#### WHAT YOU NEED TO DO:
Copy all the lines of the data that include the word "insert".

** Opening RECORDS SUPPLIED block **

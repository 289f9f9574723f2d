#![allow(missing_docs)]

use std::collections::{BTreeMap, HashSet};
use std::path::Path;
use std::sync::Arc;

use lazy_static::lazy_static;
use serde::{Deserialize, Serialize};
use tracing::info;

use crate::error::ScriptError;
use crate::patterns::{MatchRule, Pattern, PatternSpec, Route};

/// The script shipped with the crate.
pub const EMBEDDED_SCRIPT: &str = include_str!("../data/atabot.json");

lazy_static! {
    static ref DEFAULT_SCRIPT: Arc<ResponseScript> =
        Arc::new(ResponseScript::embedded().expect("data/atabot.json must be valid"));
}

/// Shared handle to the embedded script, validated on first use.
pub fn default_script() -> Arc<ResponseScript> {
    Arc::clone(&DEFAULT_SCRIPT)
}

#[derive(Debug, Clone, Serialize, Deserialize)]
#[serde(rename_all = "camelCase", deny_unknown_fields)]
pub struct ScriptFile {
    pub name: String,
    pub confusion_category: String,
    pub fallback_categories: Vec<String>,
    pub easter_egg_category: String,
    #[serde(default)]
    pub easter_egg_repeat_suffix: Option<String>,
    #[serde(default)]
    pub easter_eggs: Vec<EasterEgg>,
    pub rules: Vec<RuleSpec>,
    pub categories: BTreeMap<String, Vec<String>>,
    pub greeting: GreetingTemplates,
    #[serde(default)]
    pub quick_actions: Vec<QuickAction>,
    pub cleared_message: String,
    pub welcome_message: String,
}

#[derive(Debug, Clone, PartialEq, Eq, Serialize, Deserialize)]
#[serde(deny_unknown_fields)]
pub struct EasterEgg {
    pub trigger: String,
    pub response: String,
}

#[derive(Debug, Clone, Serialize, Deserialize)]
#[serde(deny_unknown_fields)]
pub struct RuleSpec {
    pub category: String,
    pub pattern: PatternSpec,
}

/// Time-of-day greetings plus the three visit templates.
///
/// Visit templates understand `{greeting}`, `{greeting_lower}` and `{round}`.
#[derive(Debug, Clone, Serialize, Deserialize)]
#[serde(rename_all = "camelCase", deny_unknown_fields)]
pub struct GreetingTemplates {
    pub morning: String,
    pub afternoon: String,
    pub evening: String,
    pub night: String,
    pub first_visit: String,
    pub early: String,
    pub returning: String,
}

/// A canned prompt the UI can fire without typing.
#[derive(Debug, Clone, PartialEq, Eq, Serialize, Deserialize)]
#[serde(deny_unknown_fields)]
pub struct QuickAction {
    pub id: String,
    pub prompt: String,
    pub reply: QuickReply,
}

#[derive(Debug, Clone, PartialEq, Eq, Serialize, Deserialize)]
#[serde(tag = "type", rename_all = "camelCase")]
pub enum QuickReply {
    Fixed { text: String },
    Category { category: String },
}

/// Category name to candidate responses. Every category holds at least one
/// non-blank response.
#[derive(Debug, Clone)]
pub struct ResponseBank {
    categories: BTreeMap<String, Vec<String>>,
}

impl ResponseBank {
    pub fn new(categories: BTreeMap<String, Vec<String>>) -> Result<Self, ScriptError> {
        if categories.is_empty() {
            return Err(ScriptError::EmptyBank);
        }
        for (name, responses) in &categories {
            if responses.is_empty() {
                return Err(ScriptError::EmptyCategory(name.clone()));
            }
            if let Some(index) = responses.iter().position(|r| r.trim().is_empty()) {
                return Err(ScriptError::BlankResponse {
                    category: name.clone(),
                    index,
                });
            }
        }
        Ok(Self { categories })
    }

    pub fn get(&self, category: &str) -> Option<&[String]> {
        self.categories.get(category).map(Vec::as_slice)
    }

    pub fn contains(&self, category: &str) -> bool {
        self.categories.contains_key(category)
    }

    pub fn categories(&self) -> impl Iterator<Item = &str> {
        self.categories.keys().map(String::as_str)
    }

    pub fn len(&self) -> usize {
        self.categories.len()
    }

    pub fn is_empty(&self) -> bool {
        self.categories.is_empty()
    }
}

/// A validated script: the bank, the ordered rules and the surrounding copy.
#[derive(Debug, Clone)]
pub struct ResponseScript {
    name: String,
    bank: ResponseBank,
    rules: Vec<MatchRule>,
    easter_eggs: Vec<EasterEgg>,
    confusion_category: String,
    fallback_categories: Vec<String>,
    easter_egg_category: String,
    easter_egg_repeat_suffix: Option<String>,
    greeting: GreetingTemplates,
    quick_actions: Vec<QuickAction>,
    cleared_message: String,
    welcome_message: String,
}

impl ResponseScript {
    pub fn embedded() -> Result<Self, ScriptError> {
        Self::from_json(EMBEDDED_SCRIPT)
    }

    pub fn from_json(raw: &str) -> Result<Self, ScriptError> {
        let file: ScriptFile = serde_json::from_str(raw)?;
        Self::compile(file)
    }

    pub fn from_file(path: impl AsRef<Path>) -> crate::Result<Self> {
        let path = path.as_ref();
        let raw = std::fs::read_to_string(path)?;
        let script = Self::from_json(&raw)?;
        info!("Loaded response script '{}' from {}", script.name, path.display());
        Ok(script)
    }

    /// Validates a parsed script file and compiles its rules.
    ///
    /// Easter eggs are compiled first, in declaration order, followed by the
    /// declared rules. That order is the matching priority.
    pub fn compile(file: ScriptFile) -> Result<Self, ScriptError> {
        let bank = ResponseBank::new(file.categories)?;

        let require = |owner: String, category: &str| {
            if bank.contains(category) {
                Ok(())
            } else {
                Err(ScriptError::UnknownCategory {
                    owner,
                    category: category.to_string(),
                })
            }
        };

        require("confusionCategory".to_string(), &file.confusion_category)?;
        if file.fallback_categories.is_empty() {
            return Err(ScriptError::NoFallback);
        }
        for category in &file.fallback_categories {
            require("fallbackCategories".to_string(), category)?;
        }
        if bank.contains(&file.easter_egg_category) {
            return Err(ScriptError::EasterEggCategoryCollision(
                file.easter_egg_category,
            ));
        }

        let mut rules = Vec::with_capacity(file.easter_eggs.len() + file.rules.len());
        let mut easter_eggs = Vec::with_capacity(file.easter_eggs.len());
        let mut seen_triggers = HashSet::new();
        for (index, egg) in file.easter_eggs.into_iter().enumerate() {
            let trigger = egg.trigger.trim().to_lowercase();
            if trigger.is_empty() {
                return Err(ScriptError::EmptyTrigger(index));
            }
            if egg.response.trim().is_empty() {
                return Err(ScriptError::BlankResponse {
                    category: file.easter_egg_category.clone(),
                    index,
                });
            }
            if !seen_triggers.insert(trigger.clone()) {
                return Err(ScriptError::DuplicateTrigger(trigger));
            }
            rules.push(MatchRule::new(
                Pattern::Substring(trigger.clone()),
                Route::EasterEgg(index),
            ));
            easter_eggs.push(EasterEgg {
                trigger,
                response: egg.response,
            });
        }

        for (index, rule) in file.rules.iter().enumerate() {
            require(format!("rule {index}"), &rule.category)?;
            let pattern = Pattern::compile(&rule.pattern, index, &rule.category)?;
            rules.push(MatchRule::new(pattern, Route::Category(rule.category.clone())));
        }

        let mut seen_actions = HashSet::new();
        for action in &file.quick_actions {
            if !seen_actions.insert(action.id.as_str()) {
                return Err(ScriptError::DuplicateQuickAction(action.id.clone()));
            }
            if let QuickReply::Category { category } = &action.reply {
                require(format!("quick action '{}'", action.id), category)?;
            }
        }

        Ok(Self {
            name: file.name,
            bank,
            rules,
            easter_eggs,
            confusion_category: file.confusion_category,
            fallback_categories: file.fallback_categories,
            easter_egg_category: file.easter_egg_category,
            easter_egg_repeat_suffix: file.easter_egg_repeat_suffix,
            greeting: file.greeting,
            quick_actions: file.quick_actions,
            cleared_message: file.cleared_message,
            welcome_message: file.welcome_message,
        })
    }

    pub fn name(&self) -> &str {
        &self.name
    }

    pub fn bank(&self) -> &ResponseBank {
        &self.bank
    }

    /// Rules in matching priority order.
    pub fn rules(&self) -> &[MatchRule] {
        &self.rules
    }

    pub fn easter_eggs(&self) -> &[EasterEgg] {
        &self.easter_eggs
    }

    pub fn easter_egg(&self, index: usize) -> Option<&EasterEgg> {
        self.easter_eggs.get(index)
    }

    pub fn confusion_category(&self) -> &str {
        &self.confusion_category
    }

    pub fn fallback_categories(&self) -> &[String] {
        &self.fallback_categories
    }

    pub fn easter_egg_category(&self) -> &str {
        &self.easter_egg_category
    }

    pub fn easter_egg_repeat_suffix(&self) -> Option<&str> {
        self.easter_egg_repeat_suffix.as_deref()
    }

    pub fn greeting(&self) -> &GreetingTemplates {
        &self.greeting
    }

    pub fn quick_actions(&self) -> &[QuickAction] {
        &self.quick_actions
    }

    pub fn quick_action(&self, id: &str) -> Option<&QuickAction> {
        let id = id.trim();
        self.quick_actions
            .iter()
            .find(|a| a.id.eq_ignore_ascii_case(id))
    }

    pub fn cleared_message(&self) -> &str {
        &self.cleared_message
    }

    pub fn welcome_message(&self) -> &str {
        &self.welcome_message
    }
}

#[cfg(test)]
mod tests {
    use super::*;

    fn embedded_file() -> ScriptFile {
        serde_json::from_str(EMBEDDED_SCRIPT).unwrap()
    }

    #[test]
    fn test_embedded_script_basic_integrity() {
        let script = ResponseScript::embedded().unwrap();
        assert_eq!(script.name(), "AtaBot");
        assert!(!script.bank().is_empty());
        assert!(!script.easter_eggs().is_empty());
        assert!(script.bank().contains(script.confusion_category()));
        assert_eq!(script.fallback_categories(), ["helpfulTips", "wittyBanter"]);
        assert_eq!(script.quick_actions().len(), 4);
    }

    #[test]
    fn test_easter_eggs_come_first() {
        let script = ResponseScript::embedded().unwrap();
        let eggs = script.easter_eggs().len();
        assert!(script.rules()[..eggs]
            .iter()
            .all(|r| matches!(r.route(), Route::EasterEgg(_))));
        assert!(script.rules()[eggs..]
            .iter()
            .all(|r| matches!(r.route(), Route::Category(_))));
        assert_eq!(
            script.rules()[eggs].route(),
            &Route::Category("greetings".to_string())
        );
    }

    #[test]
    fn test_unknown_rule_category_fails_fast() {
        let mut file = embedded_file();
        file.rules[0].category = "smallTalk".to_string();
        let err = ResponseScript::compile(file).unwrap_err();
        assert!(matches!(
            err,
            ScriptError::UnknownCategory { ref category, .. } if category == "smallTalk"
        ));
    }

    #[test]
    fn test_empty_category_fails_fast() {
        let mut file = embedded_file();
        file.categories.insert("jokes".to_string(), Vec::new());
        let err = ResponseScript::compile(file).unwrap_err();
        assert!(matches!(err, ScriptError::EmptyCategory(ref c) if c == "jokes"));
    }

    #[test]
    fn test_empty_bank_fails_fast() {
        let mut file = embedded_file();
        file.categories.clear();
        assert!(matches!(
            ResponseScript::compile(file).unwrap_err(),
            ScriptError::EmptyBank
        ));
    }

    #[test]
    fn test_missing_fallback_fails_fast() {
        let mut file = embedded_file();
        file.fallback_categories.clear();
        assert!(matches!(
            ResponseScript::compile(file).unwrap_err(),
            ScriptError::NoFallback
        ));

        let mut file = embedded_file();
        file.confusion_category = "puzzled".to_string();
        assert!(matches!(
            ResponseScript::compile(file).unwrap_err(),
            ScriptError::UnknownCategory { .. }
        ));
    }

    #[test]
    fn test_duplicate_trigger_fails_fast() {
        let mut file = embedded_file();
        file.easter_eggs.push(EasterEgg {
            trigger: "  SKYNET ".to_string(),
            response: "again".to_string(),
        });
        assert!(matches!(
            ResponseScript::compile(file).unwrap_err(),
            ScriptError::DuplicateTrigger(ref t) if t == "skynet"
        ));
    }

    #[test]
    fn test_quick_action_category_checked() {
        let mut file = embedded_file();
        file.quick_actions.push(QuickAction {
            id: "poem".to_string(),
            prompt: "Write me a poem".to_string(),
            reply: QuickReply::Category {
                category: "poems".to_string(),
            },
        });
        assert!(matches!(
            ResponseScript::compile(file).unwrap_err(),
            ScriptError::UnknownCategory { .. }
        ));
    }

    #[test]
    fn test_unknown_fields_rejected() {
        let raw = EMBEDDED_SCRIPT.replacen("\"name\"", "\"nickname\": \"x\", \"name\"", 1);
        assert!(matches!(
            ResponseScript::from_json(&raw).unwrap_err(),
            ScriptError::Parse(_)
        ));
    }

    #[test]
    fn test_quick_action_lookup_is_case_insensitive() {
        let script = default_script();
        assert_eq!(script.quick_action(" JOKE ").map(|a| a.id.as_str()), Some("joke"));
        assert!(script.quick_action("dance").is_none());
    }
}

** Closing RECORDS SUPPLIED block **

#### SOLUTION:
            if !seen_triggers.insert(trigger.clone()) {
            if !seen_actions.insert(action.id.as_str()) {
        file.categories.insert("jokes".to_string(), Vec::new());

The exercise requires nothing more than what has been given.